I confess I was often tempted, while they were passing backwards and forwards on my body, to seize forty or fifty of the first that came in my reach, and dash them against the ground. But the remembrance of what I had felt, which probably might not be the worst they could do, and the promise of honour I made them, for so I interpreted my submissive behavior, soon drove out these imaginations.

Gulliver describes his initial reaction to having numerous Lilliputians walking all over his body. In this scene, Gulliver finds himself a prisoner in Lilliput, a nation of tiny people next to whom he stands a giant. He manages to free one of his hands, so he naturally thinks about harming his captors. Yet he restrains himself by remembering that they have already caused him pain by shooting him with hundreds of tiny arrows and binding him with hundreds of strings. He rationalizes his fear of them by telling himself his self-restraint represents his honor. The standoff between Gulliver and the Lilliputians echoes the uneasy balance of power between a single powerful ruler and his many subjects.
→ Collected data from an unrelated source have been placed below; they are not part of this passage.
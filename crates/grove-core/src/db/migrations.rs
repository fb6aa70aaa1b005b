//! Database migrations

use crate::error::Result;
use libsql::Connection;

/// Current schema version
const CURRENT_VERSION: i32 = 3;

/// Run all pending migrations
pub async fn run(conn: &Connection) -> Result<()> {
    let version = get_version(conn).await?;

    if version < 1 {
        migrate_v1(conn).await?;
    }
    if version < 2 {
        migrate_v2(conn).await?;
    }
    if version < 3 {
        migrate_v3(conn).await?;
    }

    Ok(())
}

/// Get the current schema version
async fn get_version(conn: &Connection) -> Result<i32> {
    // Check if schema_version table exists
    let mut rows = conn
        .query(
            "SELECT EXISTS(SELECT 1 FROM sqlite_master WHERE type='table' AND name='schema_version')",
            (),
        )
        .await?;

    let exists: bool = if let Some(row) = rows.next().await? {
        row.get::<i32>(0)? != 0
    } else {
        false
    };

    if !exists {
        return Ok(0);
    }

    let mut rows = conn
        .query("SELECT COALESCE(MAX(version), 0) FROM schema_version", ())
        .await?;

    let version: i32 = if let Some(row) = rows.next().await? {
        row.get(0)?
    } else {
        0
    };

    Ok(version)
}

/// Run `statements` in one transaction, rolling back on the first failure.
async fn apply(conn: &Connection, version: i32, statements: &[&str]) -> Result<()> {
    conn.execute("BEGIN TRANSACTION", ()).await?;

    for stmt in statements {
        if let Err(e) = conn.execute(stmt, ()).await {
            conn.execute("ROLLBACK", ()).await.ok();
            return Err(e.into());
        }
    }

    if let Err(e) = conn
        .execute(
            "INSERT INTO schema_version (version) VALUES (?)",
            [i64::from(version)],
        )
        .await
    {
        conn.execute("ROLLBACK", ()).await.ok();
        return Err(e.into());
    }

    if let Err(e) = conn.execute("COMMIT", ()).await {
        conn.execute("ROLLBACK", ()).await.ok();
        return Err(e.into());
    }

    tracing::info!("Migrated database to version {version}");
    Ok(())
}

/// Migration to version 1: syncable entities
///
/// No foreign keys between entity tables: snapshots from a peer may arrive in
/// any order, and tombstones keep rows alive anyway.
async fn migrate_v1(conn: &Connection) -> Result<()> {
    apply(
        conn,
        1,
        &[
            // Schema version tracking
            "CREATE TABLE IF NOT EXISTS schema_version (
                version INTEGER PRIMARY KEY
            )",
            "CREATE TABLE IF NOT EXISTS notes (
                id TEXT PRIMARY KEY,
                content TEXT NOT NULL,
                created_at INTEGER NOT NULL,
                modified_at INTEGER NOT NULL,
                deleted_at INTEGER
            )",
            "CREATE INDEX IF NOT EXISTS idx_notes_modified ON notes(modified_at)",
            "CREATE TABLE IF NOT EXISTS tags (
                id TEXT PRIMARY KEY,
                name TEXT NOT NULL,
                parent_id TEXT,
                created_at INTEGER NOT NULL,
                modified_at INTEGER NOT NULL,
                deleted_at INTEGER
            )",
            "CREATE INDEX IF NOT EXISTS idx_tags_modified ON tags(modified_at)",
            "CREATE INDEX IF NOT EXISTS idx_tags_parent ON tags(parent_id)",
            "CREATE TABLE IF NOT EXISTS note_tags (
                note_id TEXT NOT NULL,
                tag_id TEXT NOT NULL,
                created_at INTEGER NOT NULL,
                modified_at INTEGER NOT NULL,
                deleted_at INTEGER,
                PRIMARY KEY (note_id, tag_id)
            )",
            "CREATE INDEX IF NOT EXISTS idx_note_tags_modified ON note_tags(modified_at)",
            "CREATE INDEX IF NOT EXISTS idx_note_tags_tag ON note_tags(tag_id)",
            "CREATE TABLE IF NOT EXISTS attachments (
                id TEXT PRIMARY KEY,
                note_id TEXT NOT NULL,
                filename TEXT NOT NULL,
                mime_type TEXT NOT NULL,
                size_bytes INTEGER NOT NULL,
                summary TEXT,
                created_at INTEGER NOT NULL,
                modified_at INTEGER NOT NULL,
                deleted_at INTEGER
            )",
            "CREATE INDEX IF NOT EXISTS idx_attachments_modified ON attachments(modified_at)",
            "CREATE INDEX IF NOT EXISTS idx_attachments_note ON attachments(note_id)",
        ],
    )
    .await
}

/// Migration to version 2: peer registry and conflict log
async fn migrate_v2(conn: &Connection) -> Result<()> {
    apply(
        conn,
        2,
        &[
            "CREATE TABLE IF NOT EXISTS sync_peers (
                peer_id TEXT PRIMARY KEY,
                peer_name TEXT NOT NULL,
                peer_url TEXT NOT NULL,
                certificate_fingerprint TEXT,
                last_sync_at INTEGER,
                created_at INTEGER NOT NULL,
                updated_at INTEGER NOT NULL
            )",
            "CREATE TABLE IF NOT EXISTS sync_conflicts (
                id TEXT PRIMARY KEY,
                entity_type TEXT NOT NULL,
                entity_id TEXT NOT NULL,
                local_snapshot TEXT NOT NULL,
                remote_snapshot TEXT NOT NULL,
                remote_device_id TEXT,
                remote_device_name TEXT,
                detected_at INTEGER NOT NULL,
                status TEXT NOT NULL DEFAULT 'open',
                resolved_at INTEGER
            )",
            "CREATE INDEX IF NOT EXISTS idx_sync_conflicts_entity
                ON sync_conflicts(entity_type, entity_id, status)",
            "CREATE INDEX IF NOT EXISTS idx_sync_conflicts_detected
                ON sync_conflicts(detected_at DESC)",
        ],
    )
    .await
}

/// Migration to version 3: rounds other devices completed against this one
///
/// Kept per device id whether or not the device is registered, so a later
/// registration starts from the shared watermark instead of from nothing.
async fn migrate_v3(conn: &Connection) -> Result<()> {
    apply(
        conn,
        3,
        &["CREATE TABLE IF NOT EXISTS inbound_rounds (
                device_id TEXT PRIMARY KEY,
                device_name TEXT,
                completed_at INTEGER NOT NULL
            )"],
    )
    .await
}

#[cfg(test)]
mod tests {
    use super::*;
    use libsql::Builder;

    async fn setup() -> Connection {
        let db = Builder::new_local(":memory:").build().await.unwrap();
        db.connect().unwrap()
    }

    async fn table_exists(conn: &Connection, name: &str) -> bool {
        let mut rows = conn
            .query(
                "SELECT EXISTS(
                    SELECT 1 FROM sqlite_master
                    WHERE type = 'table' AND name = ?
                )",
                [name],
            )
            .await
            .unwrap();

        rows.next()
            .await
            .unwrap()
            .is_some_and(|row| row.get::<i32>(0).unwrap() != 0)
    }

    #[tokio::test(flavor = "multi_thread")]
    async fn test_migrations() {
        let conn = setup().await;
        run(&conn).await.unwrap();

        let version = get_version(&conn).await.unwrap();
        assert_eq!(version, CURRENT_VERSION);
    }

    #[tokio::test(flavor = "multi_thread")]
    async fn test_migrations_idempotent() {
        let conn = setup().await;
        run(&conn).await.unwrap();
        run(&conn).await.unwrap(); // Should not fail

        let version = get_version(&conn).await.unwrap();
        assert_eq!(version, CURRENT_VERSION);
    }

    #[tokio::test(flavor = "multi_thread")]
    async fn test_migrations_create_sync_tables() {
        let conn = setup().await;
        run(&conn).await.unwrap();

        for table in [
            "notes",
            "tags",
            "note_tags",
            "attachments",
            "sync_peers",
            "sync_conflicts",
            "inbound_rounds",
        ] {
            assert!(table_exists(&conn, table).await, "missing table {table}");
        }
    }
}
I reflected what a mortification it must prove to me to appear as inconsiderable in this nation as one single Lilliputian would be among us. But this I conceived was to be the least of my misfortunes: for, as human creatures are observed to be more savage and cruel in proportion to their bulk, what could I expect but to be a morsel in the mouth of the first among these enormous barbarians that should happen to seize me?

Gulliver reflects on his perilous situation after washing ashore in Brobdingnag and coming across the land’s enormous inhabitants. At first, he bemoans the loss of status his small stature will entail. Then he realizes he should fear for his life. Having learned nothing from his own previous experiences, Gulliver expects the huge barbarians to eat him. Gulliver’s expectations arise from fear and prejudice: He assumes the capacity for cruelty to be proportional to physical size. As he learns more about Brobdingnag, however, Gulliver puts aside his prejudices and recognizes the admirable qualities of the country and government.

And the King, when he is highest provoked, and most determined to press a city to rubbish, orders the island to descend with great gentleness, out of a pretence of tenderness to his people, but indeed for fear of breaking the adamantine bottom; in which case it is the opinion of all their philosophers, that the loadstone could no longer hold it up, and the whole mass would fall to the ground.

Gulliver describes how the rulers on the floating island of Laputa control the land of Balnibarbi, over which they rule. The king possesses the power to crush rebellion by crashing the entire island onto a city, but by doing so he risks destroying the entire island. Thus the king manages an uneasy balance of power. The reader recognizes a similar principle of deterrence used in international relations. A person or government can use threats and attacks to maintain power, but exercising power too harshly risks the rulers’ self-destruction.